§ **Working data**
————————
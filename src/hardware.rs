/*
    UFT - Universal Floppy Tool
    https://github.com/uft-project/uft

    Copyright 2025 UFT contributors

    Permission is hereby granted, free of charge, to any person obtaining a
    copy of this software and associated documentation files (the “Software”),
    to deal in the Software without restriction, including without limitation
    the rights to use, copy, modify, merge, publish, distribute, sublicense,
    and/or sell copies of the Software, and to permit persons to whom the
    Software is furnished to do so, subject to the following conditions:

    The above copyright notice and this permission notice shall be included in
    all copies or substantial portions of the Software.

    THE SOFTWARE IS PROVIDED “AS IS”, WITHOUT WARRANTY OF ANY KIND, EXPRESS OR
    IMPLIED, INCLUDING BUT NOT LIMITED TO THE WARRANTIES OF MERCHANTABILITY,
    FITNESS FOR A PARTICULAR PURPOSE AND NONINFRINGEMENT. IN NO EVENT SHALL THE
    AUTHORS OR COPYRIGHT HOLDERS BE LIABLE FOR ANY CLAIM, DAMAGES OR OTHER
    LIABILITY, WHETHER IN AN ACTION OF CONTRACT, TORT OR OTHERWISE, ARISING
    FROM, OUT OF OR IN CONNECTION WITH THE SOFTWARE OR THE USE OR OTHER
    DEALINGS IN THE SOFTWARE.

    --------------------------------------------------------------------------

    src/hardware.rs

    Adapter contracts for hardware transports. The implementations (USB
    enumeration, serial framing, cartridge readers) live outside the core;
    the core only consumes their buffers and drives their sector interface.
    Adapters own their transport and are responsible for their own device
    locking; calls are not reentrant.
*/

use crate::chs::DiskCh;
use crate::{ProgressCallback, ProgressStatus, UftError};

/// A hardware flux sampler (Greaseweazle-class device). The transport
/// delivers container bytes; the flux layer parses them.
pub trait FluxSampler: Send {
    /// Capture `revolutions` revolutions of a track and return the raw
    /// container bytes the device produced. Blocks until complete.
    fn sample_track(&mut self, ch: DiskCh, revolutions: u8) -> Result<Vec<u8>, UftError>;

    /// The device's sample clock in ticks per second.
    fn resolution(&self) -> u32;
}

/// Drive timing knobs for sector-level floppy access, with the ranges the
/// panels expose.
#[derive(Copy, Clone, Debug, PartialEq, Eq)]
pub struct FloppyTiming {
    /// Head step delay, 1..50 ms.
    pub step_delay_ms: u32,
    /// Head settle delay, 5..100 ms.
    pub settle_delay_ms: u32,
    /// Motor spin-up, 100..2000 ms.
    pub motor_delay_ms: u32,
    /// Write retries, 0..20.
    pub write_retries: u32,
    pub skip_bad_sectors: bool,
}

impl Default for FloppyTiming {
    fn default() -> FloppyTiming {
        FloppyTiming {
            step_delay_ms: 3,
            settle_delay_ms: 15,
            motor_delay_ms: 500,
            write_retries: 3,
            skip_bad_sectors: false,
        }
    }
}

impl FloppyTiming {
    /// Clamp every knob into its legal range.
    pub fn clamped(self) -> FloppyTiming {
        FloppyTiming {
            step_delay_ms: self.step_delay_ms.clamp(1, 50),
            settle_delay_ms: self.settle_delay_ms.clamp(5, 100),
            motor_delay_ms: self.motor_delay_ms.clamp(100, 2000),
            write_retries: self.write_retries.min(20),
            skip_bad_sectors: self.skip_bad_sectors,
        }
    }
}

/// Geometry a CHS drive exposes.
#[derive(Copy, Clone, Debug, PartialEq, Eq)]
pub struct FloppyGeometry {
    pub tracks: u16,
    pub heads: u8,
    pub sectors_per_track: u8,
    pub sector_size: usize,
}

impl FloppyGeometry {
    pub fn total_bytes(&self) -> u64 {
        self.tracks as u64 * self.heads as u64 * self.sectors_per_track as u64 * self.sector_size as u64
    }
}

/// The sector-level floppy interface implementers targeting live hardware
/// expose. Sectors are 1-based, per convention.
pub trait FloppyDrive: Send {
    fn geometry(&self) -> FloppyGeometry;
    fn timing(&self) -> FloppyTiming;

    /// Blocking single-sector read into `buf` (must be `sector_size` long).
    fn read_sector(&mut self, track: u16, head: u8, sector: u8, buf: &mut [u8]) -> Result<(), UftError>;

    /// Blocking single-sector write; `verify` requests a read-back compare.
    fn write_sector(
        &mut self,
        track: u16,
        head: u8,
        sector: u8,
        buf: &[u8],
        verify: bool,
    ) -> Result<(), UftError>;

    /// Write a whole image, iterating CHS in the standard order (sector
    /// fastest, then head, then track). Convenience wrapper; adapters may
    /// override with a faster path.
    fn write_image(&mut self, bytes: &[u8], progress: Option<&ProgressCallback>) -> Result<(), UftError> {
        let g = self.geometry();
        if bytes.len() as u64 != g.total_bytes() {
            return Err(UftError::ParameterError);
        }
        let timing = self.timing().clamped();
        let total = g.total_bytes() as f64;
        let mut offset = 0usize;

        for track in 0..g.tracks {
            for head in 0..g.heads {
                for sector in 1..=g.sectors_per_track {
                    let chunk = &bytes[offset..offset + g.sector_size];
                    let mut attempt = 0u32;
                    loop {
                        match self.write_sector(track, head, sector, chunk, true) {
                            Ok(()) => break,
                            Err(_) if attempt < timing.write_retries => attempt += 1,
                            Err(e) => {
                                if timing.skip_bad_sectors {
                                    log::warn!("skipping bad sector t{} h{} s{}", track, head, sector);
                                    break;
                                }
                                return Err(e);
                            }
                        }
                    }
                    offset += g.sector_size;
                    if let Some(cb) = progress {
                        cb(ProgressStatus::Progress(offset as f64 / total));
                    }
                }
            }
        }
        if let Some(cb) = progress {
            cb(ProgressStatus::Complete);
        }
        Ok(())
    }

    /// Read a whole image in standard CHS order into `buf` (must be exactly
    /// the geometry's size).
    fn read_image(&mut self, buf: &mut [u8], progress: Option<&ProgressCallback>) -> Result<(), UftError> {
        let g = self.geometry();
        if buf.len() as u64 != g.total_bytes() {
            return Err(UftError::ParameterError);
        }
        let total = g.total_bytes() as f64;
        let mut offset = 0usize;

        for track in 0..g.tracks {
            for head in 0..g.heads {
                for sector in 1..=g.sectors_per_track {
                    self.read_sector(track, head, sector, &mut buf[offset..offset + g.sector_size])?;
                    offset += g.sector_size;
                    if let Some(cb) = progress {
                        cb(ProgressStatus::Progress(offset as f64 / total));
                    }
                }
            }
        }
        if let Some(cb) = progress {
            cb(ProgressStatus::Complete);
        }
        Ok(())
    }
}
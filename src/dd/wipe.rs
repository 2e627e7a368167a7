/*
    UFT - Universal Floppy Tool
    https://github.com/uft-project/uft

    Copyright 2025 UFT contributors

    Permission is hereby granted, free of charge, to any person obtaining a
    copy of this software and associated documentation files (the “Software”),
    to deal in the Software without restriction, including without limitation
    the rights to use, copy, modify, merge, publish, distribute, sublicense,
    and/or sell copies of the Software, and to permit persons to whom the
    Software is furnished to do so, subject to the following conditions:

    The above copyright notice and this permission notice shall be included in
    all copies or substantial portions of the Software.

    THE SOFTWARE IS PROVIDED “AS IS”, WITHOUT WARRANTY OF ANY KIND, EXPRESS OR
    IMPLIED, INCLUDING BUT NOT LIMITED TO THE WARRANTIES OF MERCHANTABILITY,
    FITNESS FOR A PARTICULAR PURPOSE AND NONINFRINGEMENT. IN NO EVENT SHALL THE
    AUTHORS OR COPYRIGHT HOLDERS BE LIABLE FOR ANY CLAIM, DAMAGES OR OTHER
    LIABILITY, WHETHER IN AN ACTION OF CONTRACT, TORT OR OTHERWISE, ARISING
    FROM, OUT OF OR IN CONNECTION WITH THE SOFTWARE OR THE USE OR OTHER
    DEALINGS IN THE SOFTWARE.

    --------------------------------------------------------------------------

    src/dd/wipe.rs

    Wipe pass schedules for the copy engine: single byte, random, DoD
    5220.22-M 3- and 7-pass, and the Gutmann 35-pass sequence.
*/

/// The operator-selectable wipe schemes.
#[derive(Clone, Copy, Debug, PartialEq, Eq, strum::Display)]
pub enum WipePattern {
    #[strum(serialize = "single byte")]
    Byte(u8),
    #[strum(serialize = "random")]
    Random,
    #[strum(serialize = "DoD 3-pass")]
    Dod3Pass,
    #[strum(serialize = "DoD 7-pass")]
    Dod7Pass,
    #[strum(serialize = "Gutmann 35-pass")]
    Gutmann35,
}

/// One pass of a wipe schedule: a repeating fill sequence or random data.
#[derive(Clone, Copy, Debug, PartialEq, Eq)]
pub enum PassPattern {
    Fixed([u8; 3]),
    Random,
}

impl PassPattern {
    const fn byte(b: u8) -> PassPattern {
        PassPattern::Fixed([b, b, b])
    }

    /// Fill a block buffer for this pass. `offset` keeps triple-byte
    /// sequences phase-continuous across block boundaries.
    pub fn fill(&self, buf: &mut [u8], offset: u64, rng: &mut impl rand::Rng) {
        match self {
            PassPattern::Fixed(seq) => {
                for (i, slot) in buf.iter_mut().enumerate() {
                    *slot = seq[((offset + i as u64) % 3) as usize];
                }
            }
            PassPattern::Random => rng.fill(buf),
        }
    }

    /// Whether a verify pass can check this pattern after writing.
    pub fn verifiable(&self) -> bool {
        matches!(self, PassPattern::Fixed(_))
    }
}

/// The DoD 5220.22-M 3-pass schedule: zeros, ones, random.
const DOD_3: [PassPattern; 3] = [PassPattern::byte(0x00), PassPattern::byte(0xFF), PassPattern::Random];

/// The DoD 5220.22-M ECE 7-pass schedule.
const DOD_7: [PassPattern; 7] = [
    PassPattern::byte(0x00),
    PassPattern::byte(0xFF),
    PassPattern::Random,
    PassPattern::byte(0x96),
    PassPattern::byte(0x00),
    PassPattern::byte(0xFF),
    PassPattern::Random,
];

/// Gutmann's 27 deterministic middle passes (passes 5..31 of 35).
const GUTMANN_FIXED: [PassPattern; 27] = [
    PassPattern::byte(0x55),
    PassPattern::byte(0xAA),
    PassPattern::Fixed([0x92, 0x49, 0x24]),
    PassPattern::Fixed([0x49, 0x24, 0x92]),
    PassPattern::Fixed([0x24, 0x92, 0x49]),
    PassPattern::byte(0x00),
    PassPattern::byte(0x11),
    PassPattern::byte(0x22),
    PassPattern::byte(0x33),
    PassPattern::byte(0x44),
    PassPattern::byte(0x55),
    PassPattern::byte(0x66),
    PassPattern::byte(0x77),
    PassPattern::byte(0x88),
    PassPattern::byte(0x99),
    PassPattern::byte(0xAA),
    PassPattern::byte(0xBB),
    PassPattern::byte(0xCC),
    PassPattern::byte(0xDD),
    PassPattern::byte(0xEE),
    PassPattern::byte(0xFF),
    PassPattern::Fixed([0x92, 0x49, 0x24]),
    PassPattern::Fixed([0x49, 0x24, 0x92]),
    PassPattern::Fixed([0x24, 0x92, 0x49]),
    PassPattern::Fixed([0x6D, 0xB6, 0xDB]),
    PassPattern::Fixed([0xB6, 0xDB, 0x6D]),
    PassPattern::Fixed([0xDB, 0x6D, 0xB6]),
];

impl WipePattern {
    /// The schedule this scheme expands to, in pass order.
    pub fn schedule(&self) -> Vec<PassPattern> {
        match self {
            WipePattern::Byte(b) => vec![PassPattern::byte(*b)],
            WipePattern::Random => vec![PassPattern::Random],
            WipePattern::Dod3Pass => DOD_3.to_vec(),
            WipePattern::Dod7Pass => DOD_7.to_vec(),
            WipePattern::Gutmann35 => {
                let mut passes = Vec::with_capacity(35);
                passes.extend(std::iter::repeat(PassPattern::Random).take(4));
                passes.extend_from_slice(&GUTMANN_FIXED);
                passes.extend(std::iter::repeat(PassPattern::Random).take(4));
                passes
            }
        }
    }

    pub fn pass_count(&self) -> usize {
        self.schedule().len()
    }
}
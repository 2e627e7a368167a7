/*
    UFT - Universal Floppy Tool
    https://github.com/uft-project/uft

    Copyright 2025 UFT contributors

    Permission is hereby granted, free of charge, to any person obtaining a
    copy of this software and associated documentation files (the “Software”),
    to deal in the Software without restriction, including without limitation
    the rights to use, copy, modify, merge, publish, distribute, sublicense,
    and/or sell copies of the Software, and to permit persons to whom the
    Software is furnished to do so, subject to the following conditions:

    The above copyright notice and this permission notice shall be included in
    all copies or substantial portions of the Software.

    THE SOFTWARE IS PROVIDED “AS IS”, WITHOUT WARRANTY OF ANY KIND, EXPRESS OR
    IMPLIED, INCLUDING BUT NOT LIMITED TO THE WARRANTIES OF MERCHANTABILITY,
    FITNESS FOR A PARTICULAR PURPOSE AND NONINFRINGEMENT. IN NO EVENT SHALL THE
    AUTHORS OR COPYRIGHT HOLDERS BE LIABLE FOR ANY CLAIM, DAMAGES OR OTHER
    LIABILITY, WHETHER IN AN ACTION OF CONTRACT, TORT OR OTHERWISE, ARISING
    FROM, OUT OF OR IN CONNECTION WITH THE SOFTWARE OR THE USE OR OTHER
    DEALINGS IN THE SOFTWARE.

    --------------------------------------------------------------------------

    tests/d64.rs

    D64/D71 container tests: the sector write/read round trip, error-table
    preservation, and the D64-to-GCR bridge.
*/

mod common;

use common::{init, pattern_payload};
use uft::containers::{d64, ContainerKind};
use uft::{SectorErrorCode, SectorSelector};

#[test]
fn d64_write_persist_reopen_read() {
    init();
    // Create a 174848-byte image, write "ABCD" repeated into (18, 0),
    // persist, reopen, read back.
    let mut image = d64::create(ContainerKind::D64, false).unwrap();
    let payload = pattern_payload(b"ABCD", 256);
    image
        .write_sector(SectorSelector::ts(18, 0), &payload)
        .unwrap();

    let persisted = image.to_container_bytes().unwrap();
    assert_eq!(persisted.len(), d64::D64_SIZE);

    let reopened = d64::open(&persisted).unwrap();
    let read_back = reopened.read_sector(SectorSelector::ts(18, 0)).unwrap();
    assert_eq!(read_back.len(), 256);
    assert_eq!(&read_back[..5], &[0x41, 0x42, 0x43, 0x44, 0x41]);
    assert_eq!(read_back, payload);
}

#[test]
fn error_table_survives_roundtrip() {
    init();
    let mut image = d64::create(ContainerKind::D64, true).unwrap();
    d64::set_sector_status(&mut image, SectorSelector::ts(1, 5), SectorErrorCode::DataNotFound).unwrap();
    d64::set_sector_status(&mut image, SectorSelector::ts(35, 0), SectorErrorCode::IdMismatch).unwrap();

    let bytes = image.to_container_bytes().unwrap();
    assert_eq!(bytes.len(), d64::D64_SIZE_WITH_ERRORS);

    let reopened = d64::open(&bytes).unwrap();
    let (_, status) = reopened.read_sector_with_status(SectorSelector::ts(1, 5)).unwrap();
    assert_eq!(status, SectorErrorCode::DataNotFound);
    let (_, status) = reopened.read_sector_with_status(SectorSelector::ts(35, 0)).unwrap();
    assert_eq!(status, SectorErrorCode::IdMismatch);
    let (_, status) = reopened.read_sector_with_status(SectorSelector::ts(1, 0)).unwrap();
    assert_eq!(status, SectorErrorCode::Ok);
}

#[test]
fn d71_selector_forms_agree() {
    init();
    let mut image = d64::create(ContainerKind::D71, false).unwrap();
    let payload = pattern_payload(b"Zz", 256);
    image
        .write_sector(SectorSelector::new(1, 7, 3), &payload)
        .unwrap();

    // Track 42 == side 1, track 7.
    let direct = image.read_sector(SectorSelector::ts(42, 3)).unwrap();
    assert_eq!(direct, payload);
}

#[test]
fn d64_to_gcr_track_and_back() {
    init();
    let mut image = d64::create(ContainerKind::D64, false).unwrap();

    // Give the BAM a disk id so the GCR headers carry it.
    let mut bam = vec![0u8; 256];
    bam[0xA2] = b'U';
    bam[0xA3] = b'F';
    image.write_sector(SectorSelector::ts(18, 0), &bam).unwrap();

    let payload = pattern_payload(b"\x5Agcr", 256);
    image.write_sector(SectorSelector::ts(5, 9), &payload).unwrap();

    let gcr_bytes = d64::to_gcr_track(&image, 5).unwrap();

    let mut other = d64::create(ContainerKind::D64, false).unwrap();
    d64::write_gcr_track(&mut other, 5, &gcr_bytes).unwrap();
    assert_eq!(other.read_sector(SectorSelector::ts(5, 9)).unwrap(), payload);
    // A clean track never grows an error table.
    assert!(!other.has_error_table());
}

#[test]
fn gcr_bridge_preserves_error_table_entries() {
    init();
    let mut image = d64::create(ContainerKind::D64, true).unwrap();
    d64::set_sector_status(&mut image, SectorSelector::ts(3, 2), SectorErrorCode::BadDataChecksum).unwrap();

    let gcr_bytes = d64::to_gcr_track(&image, 3).unwrap();

    let mut other = d64::create(ContainerKind::D64, false).unwrap();
    d64::write_gcr_track(&mut other, 3, &gcr_bytes).unwrap();

    let (_, status) = other.read_sector_with_status(SectorSelector::ts(3, 2)).unwrap();
    assert_eq!(status, SectorErrorCode::BadDataChecksum);
}

#[test]
fn illegal_sizes_rejected() {
    init();
    assert!(d64::open(&vec![0u8; d64::D64_SIZE - 1]).is_err());
    assert!(d64::open(&vec![0u8; d64::D64_SIZE + 1]).is_err());
    assert!(d64::open(&[]).is_err());
}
————————
§ **Your instructions**
How many lines in the material contain the string "persisted"? Give the number alone.

§ **Expected answer**
3